_What needs to be done:_ Each line below needs to be restated word for word.

(Input data)

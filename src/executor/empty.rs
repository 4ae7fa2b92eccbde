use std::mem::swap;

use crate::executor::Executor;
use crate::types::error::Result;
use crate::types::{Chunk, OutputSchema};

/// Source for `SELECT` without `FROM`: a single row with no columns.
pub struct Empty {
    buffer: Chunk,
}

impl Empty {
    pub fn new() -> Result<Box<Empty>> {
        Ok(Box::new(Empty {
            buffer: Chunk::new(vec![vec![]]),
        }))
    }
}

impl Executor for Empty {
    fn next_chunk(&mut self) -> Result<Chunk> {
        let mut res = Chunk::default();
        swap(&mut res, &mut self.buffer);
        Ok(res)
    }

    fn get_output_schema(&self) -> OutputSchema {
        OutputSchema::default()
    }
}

(End Input data)

_Output:_
filename src/executor/empty.rs
repository 4ae7fa2b92eccbde
use std::mem::swap;

use crate::executor::Executor;
use crate::types::error::Result;
use crate::types::{Chunk, OutputSchema};

/// Source for `SELECT` without `FROM`: a single row with no columns.
pub struct Empty {
    buffer: Chunk,
}

impl Empty {
    pub fn new() -> Result<Box<Empty>> {
        Ok(Box::new(Empty {
            buffer: Chunk::new(vec![vec![]]),
        }))
    }
}

impl Executor for Empty {
    fn next_chunk(&mut self) -> Result<Chunk> {
        let mut res = Chunk::default();
        swap(&mut res, &mut self.buffer);
        Ok(res)
    }

    fn get_output_schema(&self) -> OutputSchema {
        OutputSchema::default()
    }
}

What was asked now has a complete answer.